═════ Recorded information

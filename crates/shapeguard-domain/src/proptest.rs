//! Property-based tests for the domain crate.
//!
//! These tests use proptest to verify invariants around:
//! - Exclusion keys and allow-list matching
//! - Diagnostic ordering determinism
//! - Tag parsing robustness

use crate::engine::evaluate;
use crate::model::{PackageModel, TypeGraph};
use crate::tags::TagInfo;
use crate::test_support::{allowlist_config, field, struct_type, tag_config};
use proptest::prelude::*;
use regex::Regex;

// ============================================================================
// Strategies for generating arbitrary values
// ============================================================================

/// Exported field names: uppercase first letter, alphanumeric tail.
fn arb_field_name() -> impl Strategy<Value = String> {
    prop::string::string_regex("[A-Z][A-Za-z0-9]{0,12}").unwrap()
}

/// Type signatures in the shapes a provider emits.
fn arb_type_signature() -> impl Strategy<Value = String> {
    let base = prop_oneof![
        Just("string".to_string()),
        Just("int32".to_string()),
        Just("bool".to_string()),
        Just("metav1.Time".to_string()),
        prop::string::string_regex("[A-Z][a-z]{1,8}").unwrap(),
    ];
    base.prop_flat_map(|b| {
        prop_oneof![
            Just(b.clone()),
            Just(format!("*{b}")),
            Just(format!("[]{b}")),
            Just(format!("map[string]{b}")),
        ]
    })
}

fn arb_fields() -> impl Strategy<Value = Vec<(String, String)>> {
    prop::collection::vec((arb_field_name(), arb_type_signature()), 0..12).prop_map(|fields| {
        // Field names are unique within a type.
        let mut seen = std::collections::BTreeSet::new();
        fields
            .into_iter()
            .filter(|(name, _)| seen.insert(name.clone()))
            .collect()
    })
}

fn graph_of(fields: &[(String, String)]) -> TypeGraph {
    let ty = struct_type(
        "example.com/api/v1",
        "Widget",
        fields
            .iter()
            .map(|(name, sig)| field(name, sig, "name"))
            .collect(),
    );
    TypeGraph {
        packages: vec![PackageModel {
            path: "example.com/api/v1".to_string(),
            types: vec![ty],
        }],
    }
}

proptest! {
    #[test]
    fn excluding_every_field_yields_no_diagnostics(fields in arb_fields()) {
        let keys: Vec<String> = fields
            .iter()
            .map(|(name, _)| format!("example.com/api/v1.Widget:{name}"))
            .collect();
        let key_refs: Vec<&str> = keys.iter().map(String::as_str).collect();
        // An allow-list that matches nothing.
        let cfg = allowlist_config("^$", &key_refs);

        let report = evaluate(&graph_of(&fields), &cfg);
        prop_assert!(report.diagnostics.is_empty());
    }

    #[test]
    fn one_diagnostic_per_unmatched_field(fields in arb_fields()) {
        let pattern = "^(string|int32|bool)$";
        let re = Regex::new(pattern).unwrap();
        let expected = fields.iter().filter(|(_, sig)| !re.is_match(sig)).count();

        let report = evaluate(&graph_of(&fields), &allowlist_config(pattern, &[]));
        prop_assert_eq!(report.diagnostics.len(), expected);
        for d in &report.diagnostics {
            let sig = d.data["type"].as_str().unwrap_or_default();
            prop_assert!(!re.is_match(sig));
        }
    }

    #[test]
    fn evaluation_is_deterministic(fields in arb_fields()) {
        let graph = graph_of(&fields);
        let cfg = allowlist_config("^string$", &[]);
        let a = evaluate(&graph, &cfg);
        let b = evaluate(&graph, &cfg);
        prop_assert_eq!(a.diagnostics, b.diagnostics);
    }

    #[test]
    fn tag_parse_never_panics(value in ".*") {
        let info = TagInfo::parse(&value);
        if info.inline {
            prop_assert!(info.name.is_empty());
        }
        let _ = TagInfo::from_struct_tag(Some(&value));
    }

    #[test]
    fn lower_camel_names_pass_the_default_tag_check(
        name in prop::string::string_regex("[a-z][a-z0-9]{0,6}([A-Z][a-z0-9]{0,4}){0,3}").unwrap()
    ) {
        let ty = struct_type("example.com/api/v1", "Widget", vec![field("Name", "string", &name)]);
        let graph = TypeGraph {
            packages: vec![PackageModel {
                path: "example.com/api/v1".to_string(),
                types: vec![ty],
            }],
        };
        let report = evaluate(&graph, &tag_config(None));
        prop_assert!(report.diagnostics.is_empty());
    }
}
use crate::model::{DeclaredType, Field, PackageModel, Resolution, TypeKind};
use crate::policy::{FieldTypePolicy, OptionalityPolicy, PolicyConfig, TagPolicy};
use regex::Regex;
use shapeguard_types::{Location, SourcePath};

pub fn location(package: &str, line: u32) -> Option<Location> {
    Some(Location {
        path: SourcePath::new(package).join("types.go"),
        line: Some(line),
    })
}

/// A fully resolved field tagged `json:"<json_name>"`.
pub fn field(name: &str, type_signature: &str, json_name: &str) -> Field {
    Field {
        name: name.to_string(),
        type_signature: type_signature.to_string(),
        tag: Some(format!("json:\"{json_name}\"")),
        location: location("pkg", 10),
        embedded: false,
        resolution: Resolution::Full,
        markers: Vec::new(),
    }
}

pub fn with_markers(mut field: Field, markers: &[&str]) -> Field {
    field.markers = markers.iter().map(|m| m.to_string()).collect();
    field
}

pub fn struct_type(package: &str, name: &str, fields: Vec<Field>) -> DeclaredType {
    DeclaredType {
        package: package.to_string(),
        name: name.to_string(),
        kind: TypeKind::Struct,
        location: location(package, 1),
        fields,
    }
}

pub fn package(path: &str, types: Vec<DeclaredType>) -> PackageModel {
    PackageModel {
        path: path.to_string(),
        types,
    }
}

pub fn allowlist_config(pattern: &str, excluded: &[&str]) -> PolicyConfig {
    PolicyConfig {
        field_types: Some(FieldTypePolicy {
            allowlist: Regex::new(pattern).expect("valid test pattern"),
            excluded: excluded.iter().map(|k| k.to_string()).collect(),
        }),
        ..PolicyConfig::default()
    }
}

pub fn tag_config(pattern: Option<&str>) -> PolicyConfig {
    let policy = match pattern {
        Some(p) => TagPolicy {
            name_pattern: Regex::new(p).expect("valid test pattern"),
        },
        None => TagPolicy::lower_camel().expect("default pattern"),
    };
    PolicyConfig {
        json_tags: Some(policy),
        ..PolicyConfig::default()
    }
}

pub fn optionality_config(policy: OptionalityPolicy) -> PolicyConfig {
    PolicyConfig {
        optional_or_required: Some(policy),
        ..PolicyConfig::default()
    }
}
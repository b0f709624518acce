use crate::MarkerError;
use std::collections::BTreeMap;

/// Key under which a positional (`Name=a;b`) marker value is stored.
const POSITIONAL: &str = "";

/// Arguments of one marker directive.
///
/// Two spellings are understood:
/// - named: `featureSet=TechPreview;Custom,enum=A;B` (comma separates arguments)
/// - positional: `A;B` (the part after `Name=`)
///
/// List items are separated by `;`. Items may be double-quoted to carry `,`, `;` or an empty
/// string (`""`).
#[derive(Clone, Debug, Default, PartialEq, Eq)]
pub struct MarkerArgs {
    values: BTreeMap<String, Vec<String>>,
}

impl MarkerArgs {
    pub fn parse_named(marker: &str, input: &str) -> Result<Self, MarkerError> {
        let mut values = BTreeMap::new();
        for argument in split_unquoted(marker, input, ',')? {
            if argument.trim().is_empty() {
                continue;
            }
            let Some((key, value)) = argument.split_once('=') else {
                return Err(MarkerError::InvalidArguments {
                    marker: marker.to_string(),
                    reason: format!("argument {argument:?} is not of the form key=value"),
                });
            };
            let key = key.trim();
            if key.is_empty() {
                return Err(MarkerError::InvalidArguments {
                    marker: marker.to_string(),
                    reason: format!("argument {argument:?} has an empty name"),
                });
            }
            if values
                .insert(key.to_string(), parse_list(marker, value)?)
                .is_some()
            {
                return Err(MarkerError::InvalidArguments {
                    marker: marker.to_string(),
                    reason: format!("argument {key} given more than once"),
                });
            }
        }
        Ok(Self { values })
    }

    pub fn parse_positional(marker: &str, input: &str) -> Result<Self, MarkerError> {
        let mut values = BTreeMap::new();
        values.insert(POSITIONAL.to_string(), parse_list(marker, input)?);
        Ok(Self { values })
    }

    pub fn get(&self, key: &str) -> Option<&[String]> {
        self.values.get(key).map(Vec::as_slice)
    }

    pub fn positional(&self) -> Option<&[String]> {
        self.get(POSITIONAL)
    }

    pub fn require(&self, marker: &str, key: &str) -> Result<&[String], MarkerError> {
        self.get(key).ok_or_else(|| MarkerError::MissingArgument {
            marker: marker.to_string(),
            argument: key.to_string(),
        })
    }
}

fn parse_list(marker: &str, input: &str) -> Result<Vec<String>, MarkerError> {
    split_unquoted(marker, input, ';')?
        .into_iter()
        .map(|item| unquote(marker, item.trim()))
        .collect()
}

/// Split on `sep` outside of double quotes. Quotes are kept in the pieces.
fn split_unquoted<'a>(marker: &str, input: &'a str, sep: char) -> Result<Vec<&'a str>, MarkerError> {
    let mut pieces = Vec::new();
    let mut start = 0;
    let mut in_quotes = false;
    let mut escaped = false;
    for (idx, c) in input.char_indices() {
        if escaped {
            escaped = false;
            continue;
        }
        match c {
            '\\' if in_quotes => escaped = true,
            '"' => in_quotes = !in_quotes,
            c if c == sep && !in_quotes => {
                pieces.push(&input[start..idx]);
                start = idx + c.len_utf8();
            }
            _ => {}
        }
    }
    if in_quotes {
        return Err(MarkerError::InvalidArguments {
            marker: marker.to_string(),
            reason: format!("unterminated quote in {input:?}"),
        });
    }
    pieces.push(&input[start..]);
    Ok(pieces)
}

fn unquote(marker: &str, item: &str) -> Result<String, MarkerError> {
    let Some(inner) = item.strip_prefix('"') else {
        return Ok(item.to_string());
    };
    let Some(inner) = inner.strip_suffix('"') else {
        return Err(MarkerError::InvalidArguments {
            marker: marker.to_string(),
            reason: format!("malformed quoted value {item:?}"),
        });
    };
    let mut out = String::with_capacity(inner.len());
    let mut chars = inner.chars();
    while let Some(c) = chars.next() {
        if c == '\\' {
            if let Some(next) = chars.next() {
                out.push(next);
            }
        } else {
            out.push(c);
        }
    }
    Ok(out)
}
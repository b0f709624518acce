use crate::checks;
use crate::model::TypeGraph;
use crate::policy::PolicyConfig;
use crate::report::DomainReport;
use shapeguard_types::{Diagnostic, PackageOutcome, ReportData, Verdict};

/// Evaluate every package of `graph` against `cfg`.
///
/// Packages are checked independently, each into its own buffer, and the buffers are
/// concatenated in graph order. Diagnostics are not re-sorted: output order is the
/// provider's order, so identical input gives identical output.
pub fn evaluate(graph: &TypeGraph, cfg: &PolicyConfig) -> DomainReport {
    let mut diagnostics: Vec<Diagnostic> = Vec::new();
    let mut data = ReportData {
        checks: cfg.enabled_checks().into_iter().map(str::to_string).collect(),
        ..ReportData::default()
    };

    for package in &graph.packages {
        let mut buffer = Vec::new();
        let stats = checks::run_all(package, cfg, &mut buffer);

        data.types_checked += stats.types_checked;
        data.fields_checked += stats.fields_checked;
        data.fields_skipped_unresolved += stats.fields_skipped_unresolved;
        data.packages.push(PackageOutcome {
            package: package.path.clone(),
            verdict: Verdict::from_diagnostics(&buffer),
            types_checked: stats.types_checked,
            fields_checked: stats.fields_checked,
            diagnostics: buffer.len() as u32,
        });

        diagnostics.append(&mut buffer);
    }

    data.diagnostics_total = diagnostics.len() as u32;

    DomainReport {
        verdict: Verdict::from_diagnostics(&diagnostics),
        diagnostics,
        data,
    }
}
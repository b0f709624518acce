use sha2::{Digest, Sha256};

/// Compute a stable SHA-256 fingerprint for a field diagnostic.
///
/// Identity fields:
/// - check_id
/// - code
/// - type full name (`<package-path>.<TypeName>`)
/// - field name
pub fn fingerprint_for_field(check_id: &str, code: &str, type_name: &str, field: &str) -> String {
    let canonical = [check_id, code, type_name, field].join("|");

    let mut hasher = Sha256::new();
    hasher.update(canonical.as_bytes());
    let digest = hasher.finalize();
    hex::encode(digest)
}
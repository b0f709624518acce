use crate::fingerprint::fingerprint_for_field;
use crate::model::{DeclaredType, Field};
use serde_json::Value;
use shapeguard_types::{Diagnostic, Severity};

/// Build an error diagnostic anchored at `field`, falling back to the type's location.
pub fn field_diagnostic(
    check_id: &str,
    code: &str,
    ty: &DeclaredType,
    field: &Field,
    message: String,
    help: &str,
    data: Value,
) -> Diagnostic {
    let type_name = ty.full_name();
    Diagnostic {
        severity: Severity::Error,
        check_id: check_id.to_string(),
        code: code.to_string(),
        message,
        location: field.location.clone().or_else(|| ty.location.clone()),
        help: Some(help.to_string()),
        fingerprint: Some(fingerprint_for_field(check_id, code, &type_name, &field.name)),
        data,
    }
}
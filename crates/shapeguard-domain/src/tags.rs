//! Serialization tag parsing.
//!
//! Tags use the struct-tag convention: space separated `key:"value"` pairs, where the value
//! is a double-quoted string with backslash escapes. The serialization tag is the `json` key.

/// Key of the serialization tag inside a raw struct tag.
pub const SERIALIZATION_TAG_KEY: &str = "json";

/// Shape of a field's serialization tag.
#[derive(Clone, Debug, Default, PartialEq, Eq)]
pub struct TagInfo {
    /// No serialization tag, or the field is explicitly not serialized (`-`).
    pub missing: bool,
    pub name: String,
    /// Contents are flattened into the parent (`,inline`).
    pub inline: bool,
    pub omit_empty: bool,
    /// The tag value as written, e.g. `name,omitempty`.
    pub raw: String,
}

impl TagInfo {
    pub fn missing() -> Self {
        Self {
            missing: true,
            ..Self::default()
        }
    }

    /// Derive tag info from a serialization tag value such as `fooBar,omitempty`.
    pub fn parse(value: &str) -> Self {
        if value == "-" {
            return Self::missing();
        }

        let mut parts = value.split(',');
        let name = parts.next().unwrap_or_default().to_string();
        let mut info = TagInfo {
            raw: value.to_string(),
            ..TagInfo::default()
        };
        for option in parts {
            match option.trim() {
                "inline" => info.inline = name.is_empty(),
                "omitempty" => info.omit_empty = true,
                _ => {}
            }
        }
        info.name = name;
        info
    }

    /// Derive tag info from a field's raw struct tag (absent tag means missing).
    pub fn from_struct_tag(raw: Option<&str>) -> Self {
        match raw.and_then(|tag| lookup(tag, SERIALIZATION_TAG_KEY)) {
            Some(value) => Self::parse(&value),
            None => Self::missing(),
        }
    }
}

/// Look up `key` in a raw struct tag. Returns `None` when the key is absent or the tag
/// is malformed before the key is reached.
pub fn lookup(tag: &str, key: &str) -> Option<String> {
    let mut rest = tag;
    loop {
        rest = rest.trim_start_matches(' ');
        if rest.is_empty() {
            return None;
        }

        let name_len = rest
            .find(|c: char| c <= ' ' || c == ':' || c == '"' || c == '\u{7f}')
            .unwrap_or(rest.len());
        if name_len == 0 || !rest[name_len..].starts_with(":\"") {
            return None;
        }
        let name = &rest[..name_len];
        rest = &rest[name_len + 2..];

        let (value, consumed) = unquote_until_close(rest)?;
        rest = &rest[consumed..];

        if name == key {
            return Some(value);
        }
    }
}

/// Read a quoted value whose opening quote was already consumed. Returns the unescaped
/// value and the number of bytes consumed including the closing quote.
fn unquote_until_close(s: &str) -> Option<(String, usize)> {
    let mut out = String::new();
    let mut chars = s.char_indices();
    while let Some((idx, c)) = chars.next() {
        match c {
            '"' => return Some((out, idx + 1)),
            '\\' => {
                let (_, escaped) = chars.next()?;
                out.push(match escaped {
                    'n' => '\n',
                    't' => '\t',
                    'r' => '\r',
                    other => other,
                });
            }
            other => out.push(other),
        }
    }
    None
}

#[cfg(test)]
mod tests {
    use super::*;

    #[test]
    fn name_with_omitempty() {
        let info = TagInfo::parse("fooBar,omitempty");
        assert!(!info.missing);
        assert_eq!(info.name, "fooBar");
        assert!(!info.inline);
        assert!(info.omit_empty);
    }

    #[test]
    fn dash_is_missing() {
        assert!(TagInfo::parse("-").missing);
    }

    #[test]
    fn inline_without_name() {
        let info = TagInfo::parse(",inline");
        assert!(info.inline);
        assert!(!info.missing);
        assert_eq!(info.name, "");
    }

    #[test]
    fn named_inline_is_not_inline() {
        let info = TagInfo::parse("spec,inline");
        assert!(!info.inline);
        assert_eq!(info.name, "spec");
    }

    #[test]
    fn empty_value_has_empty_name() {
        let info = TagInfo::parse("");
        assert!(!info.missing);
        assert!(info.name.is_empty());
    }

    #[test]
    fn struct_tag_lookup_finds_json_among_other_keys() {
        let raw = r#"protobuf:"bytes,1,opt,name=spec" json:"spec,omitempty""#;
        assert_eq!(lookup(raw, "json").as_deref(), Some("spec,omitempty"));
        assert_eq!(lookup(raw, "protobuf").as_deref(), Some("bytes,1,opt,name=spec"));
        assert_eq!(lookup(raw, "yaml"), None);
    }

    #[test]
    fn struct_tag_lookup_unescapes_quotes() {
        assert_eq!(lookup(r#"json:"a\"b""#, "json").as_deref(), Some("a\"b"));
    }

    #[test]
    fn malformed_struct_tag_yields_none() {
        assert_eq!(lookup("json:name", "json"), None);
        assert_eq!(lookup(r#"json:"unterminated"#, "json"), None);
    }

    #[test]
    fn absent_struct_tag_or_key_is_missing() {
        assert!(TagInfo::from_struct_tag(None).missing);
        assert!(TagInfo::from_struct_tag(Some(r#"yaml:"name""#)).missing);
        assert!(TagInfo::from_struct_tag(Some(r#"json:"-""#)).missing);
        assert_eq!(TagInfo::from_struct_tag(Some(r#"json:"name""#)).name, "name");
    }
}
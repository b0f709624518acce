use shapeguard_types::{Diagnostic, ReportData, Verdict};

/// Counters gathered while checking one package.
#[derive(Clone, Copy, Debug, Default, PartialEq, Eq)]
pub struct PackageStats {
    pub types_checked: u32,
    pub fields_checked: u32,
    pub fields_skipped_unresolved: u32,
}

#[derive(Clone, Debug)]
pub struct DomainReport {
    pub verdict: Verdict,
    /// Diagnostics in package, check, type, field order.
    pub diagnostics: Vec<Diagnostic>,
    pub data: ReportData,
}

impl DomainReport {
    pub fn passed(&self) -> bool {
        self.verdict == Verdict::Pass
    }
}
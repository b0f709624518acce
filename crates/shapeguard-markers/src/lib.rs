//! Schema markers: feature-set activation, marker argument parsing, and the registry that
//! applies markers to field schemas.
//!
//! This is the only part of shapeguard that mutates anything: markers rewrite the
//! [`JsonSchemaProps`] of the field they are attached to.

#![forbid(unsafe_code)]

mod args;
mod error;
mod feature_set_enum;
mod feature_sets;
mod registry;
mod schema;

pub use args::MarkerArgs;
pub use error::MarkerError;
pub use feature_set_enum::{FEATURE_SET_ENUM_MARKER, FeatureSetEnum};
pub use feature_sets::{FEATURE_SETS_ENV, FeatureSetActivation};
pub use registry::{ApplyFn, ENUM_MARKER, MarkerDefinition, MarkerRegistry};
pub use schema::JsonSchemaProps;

══════════

(Exercise directions): Return every line from the entries above that includes the word "impl".

(Exercise result):
fn arb_field_name() -> impl Strategy<Value = String> {
fn arb_type_signature() -> impl Strategy<Value = String> {
fn arb_fields() -> impl Strategy<Value = Vec<(String, String)>> {
impl MarkerArgs {
impl TagInfo {
impl DomainReport {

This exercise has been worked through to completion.